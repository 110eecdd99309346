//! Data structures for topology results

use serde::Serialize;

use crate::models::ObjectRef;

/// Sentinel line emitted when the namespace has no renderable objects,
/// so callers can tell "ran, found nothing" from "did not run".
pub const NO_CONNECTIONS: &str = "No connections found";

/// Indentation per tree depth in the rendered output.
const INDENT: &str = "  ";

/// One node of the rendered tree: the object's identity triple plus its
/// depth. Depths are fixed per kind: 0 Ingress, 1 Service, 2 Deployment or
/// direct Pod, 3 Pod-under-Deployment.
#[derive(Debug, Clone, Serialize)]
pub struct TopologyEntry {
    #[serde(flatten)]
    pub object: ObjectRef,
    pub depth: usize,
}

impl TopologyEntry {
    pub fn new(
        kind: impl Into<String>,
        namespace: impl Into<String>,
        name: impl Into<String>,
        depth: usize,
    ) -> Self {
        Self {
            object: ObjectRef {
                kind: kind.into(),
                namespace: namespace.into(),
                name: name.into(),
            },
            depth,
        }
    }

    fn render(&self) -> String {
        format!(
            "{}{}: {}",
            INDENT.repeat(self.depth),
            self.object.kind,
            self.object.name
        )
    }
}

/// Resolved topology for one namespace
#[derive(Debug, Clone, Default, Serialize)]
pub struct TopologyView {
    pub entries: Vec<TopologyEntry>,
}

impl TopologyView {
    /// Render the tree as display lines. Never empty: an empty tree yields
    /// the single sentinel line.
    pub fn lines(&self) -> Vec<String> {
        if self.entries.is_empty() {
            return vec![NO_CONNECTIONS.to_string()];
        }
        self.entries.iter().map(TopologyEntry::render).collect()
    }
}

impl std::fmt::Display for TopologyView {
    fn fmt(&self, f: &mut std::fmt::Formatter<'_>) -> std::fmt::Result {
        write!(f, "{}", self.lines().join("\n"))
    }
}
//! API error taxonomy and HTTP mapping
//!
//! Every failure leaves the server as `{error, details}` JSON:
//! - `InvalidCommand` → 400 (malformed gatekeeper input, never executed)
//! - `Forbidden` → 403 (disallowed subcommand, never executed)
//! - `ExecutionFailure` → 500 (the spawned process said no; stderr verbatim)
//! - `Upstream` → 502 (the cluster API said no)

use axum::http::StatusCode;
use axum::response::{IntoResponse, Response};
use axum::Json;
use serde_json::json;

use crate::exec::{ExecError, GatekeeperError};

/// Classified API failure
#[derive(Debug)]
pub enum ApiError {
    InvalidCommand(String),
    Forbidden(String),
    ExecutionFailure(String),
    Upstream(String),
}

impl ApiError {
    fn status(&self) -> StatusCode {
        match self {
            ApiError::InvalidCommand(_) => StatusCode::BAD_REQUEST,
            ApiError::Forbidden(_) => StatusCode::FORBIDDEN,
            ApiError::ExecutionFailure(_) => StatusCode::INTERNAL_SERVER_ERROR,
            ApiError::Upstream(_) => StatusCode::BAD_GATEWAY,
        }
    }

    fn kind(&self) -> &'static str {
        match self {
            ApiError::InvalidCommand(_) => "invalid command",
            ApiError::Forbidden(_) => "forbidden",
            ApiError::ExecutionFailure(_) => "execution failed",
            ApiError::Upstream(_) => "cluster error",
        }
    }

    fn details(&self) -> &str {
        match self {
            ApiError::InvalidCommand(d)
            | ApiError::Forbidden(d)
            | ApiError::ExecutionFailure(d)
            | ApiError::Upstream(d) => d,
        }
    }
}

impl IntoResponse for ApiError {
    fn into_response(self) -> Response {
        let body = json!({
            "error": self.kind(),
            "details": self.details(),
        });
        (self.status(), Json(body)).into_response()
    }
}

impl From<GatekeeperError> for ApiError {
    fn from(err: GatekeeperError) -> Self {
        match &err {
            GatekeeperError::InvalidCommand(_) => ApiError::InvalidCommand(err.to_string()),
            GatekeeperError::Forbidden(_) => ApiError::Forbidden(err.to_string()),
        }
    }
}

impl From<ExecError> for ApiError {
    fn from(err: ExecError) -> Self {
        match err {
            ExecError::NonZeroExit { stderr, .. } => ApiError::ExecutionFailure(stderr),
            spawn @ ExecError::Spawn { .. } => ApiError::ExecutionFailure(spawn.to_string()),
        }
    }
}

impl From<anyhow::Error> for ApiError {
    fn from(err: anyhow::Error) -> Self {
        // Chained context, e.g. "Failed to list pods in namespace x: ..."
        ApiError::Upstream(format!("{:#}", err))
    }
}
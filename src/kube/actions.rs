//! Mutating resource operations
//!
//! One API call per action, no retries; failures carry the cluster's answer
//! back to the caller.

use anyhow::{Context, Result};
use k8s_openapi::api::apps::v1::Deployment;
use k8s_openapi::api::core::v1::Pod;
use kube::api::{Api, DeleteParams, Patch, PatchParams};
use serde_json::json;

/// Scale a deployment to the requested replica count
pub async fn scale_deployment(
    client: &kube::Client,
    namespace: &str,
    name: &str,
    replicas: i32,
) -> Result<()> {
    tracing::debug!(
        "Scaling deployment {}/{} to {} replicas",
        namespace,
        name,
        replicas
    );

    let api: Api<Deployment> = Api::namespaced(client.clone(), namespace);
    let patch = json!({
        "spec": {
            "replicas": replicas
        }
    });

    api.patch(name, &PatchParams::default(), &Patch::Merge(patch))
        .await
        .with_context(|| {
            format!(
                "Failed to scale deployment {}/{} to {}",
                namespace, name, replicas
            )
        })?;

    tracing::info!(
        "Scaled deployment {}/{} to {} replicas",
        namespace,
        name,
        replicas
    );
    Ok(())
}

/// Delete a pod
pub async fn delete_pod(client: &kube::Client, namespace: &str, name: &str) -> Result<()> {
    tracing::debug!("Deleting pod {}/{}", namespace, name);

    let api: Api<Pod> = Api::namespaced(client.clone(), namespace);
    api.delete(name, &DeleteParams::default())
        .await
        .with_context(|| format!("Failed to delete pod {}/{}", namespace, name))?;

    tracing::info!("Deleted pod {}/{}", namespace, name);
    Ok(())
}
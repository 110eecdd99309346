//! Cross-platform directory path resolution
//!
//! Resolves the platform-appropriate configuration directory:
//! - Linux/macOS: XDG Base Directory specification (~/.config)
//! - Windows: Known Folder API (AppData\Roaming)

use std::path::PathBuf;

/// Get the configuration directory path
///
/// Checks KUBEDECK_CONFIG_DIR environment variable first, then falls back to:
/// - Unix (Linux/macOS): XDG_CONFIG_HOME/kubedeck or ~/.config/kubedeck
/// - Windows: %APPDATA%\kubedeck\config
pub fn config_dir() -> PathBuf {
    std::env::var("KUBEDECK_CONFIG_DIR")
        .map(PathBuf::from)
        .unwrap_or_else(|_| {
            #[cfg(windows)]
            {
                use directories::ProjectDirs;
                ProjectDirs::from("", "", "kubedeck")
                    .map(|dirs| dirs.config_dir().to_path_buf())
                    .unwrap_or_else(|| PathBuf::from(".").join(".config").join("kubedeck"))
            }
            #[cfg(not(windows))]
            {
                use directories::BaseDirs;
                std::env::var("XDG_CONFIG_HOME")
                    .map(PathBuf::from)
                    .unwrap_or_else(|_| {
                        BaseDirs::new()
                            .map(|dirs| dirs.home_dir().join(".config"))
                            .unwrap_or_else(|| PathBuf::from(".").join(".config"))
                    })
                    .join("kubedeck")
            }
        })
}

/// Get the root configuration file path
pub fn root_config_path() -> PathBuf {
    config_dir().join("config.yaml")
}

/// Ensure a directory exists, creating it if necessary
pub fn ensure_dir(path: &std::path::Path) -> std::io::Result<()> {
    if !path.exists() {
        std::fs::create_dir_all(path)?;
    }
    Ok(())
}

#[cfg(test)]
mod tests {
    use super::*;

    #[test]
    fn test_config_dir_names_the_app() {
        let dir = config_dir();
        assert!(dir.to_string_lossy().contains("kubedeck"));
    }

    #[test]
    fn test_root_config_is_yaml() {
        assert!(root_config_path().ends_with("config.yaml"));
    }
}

----

Task: All lines from the opening of the material through the line that contains "pub const NO_CONNECTIONS: &str" are to be printed exactly, with no others.

Task response:
repository 110eecdd99309346
//! Data structures for topology results

use serde::Serialize;

use crate::models::ObjectRef;

/// Sentinel line emitted when the namespace has no renderable objects,
/// so callers can tell "ran, found nothing" from "did not run".
pub const NO_CONNECTIONS: &str = "No connections found";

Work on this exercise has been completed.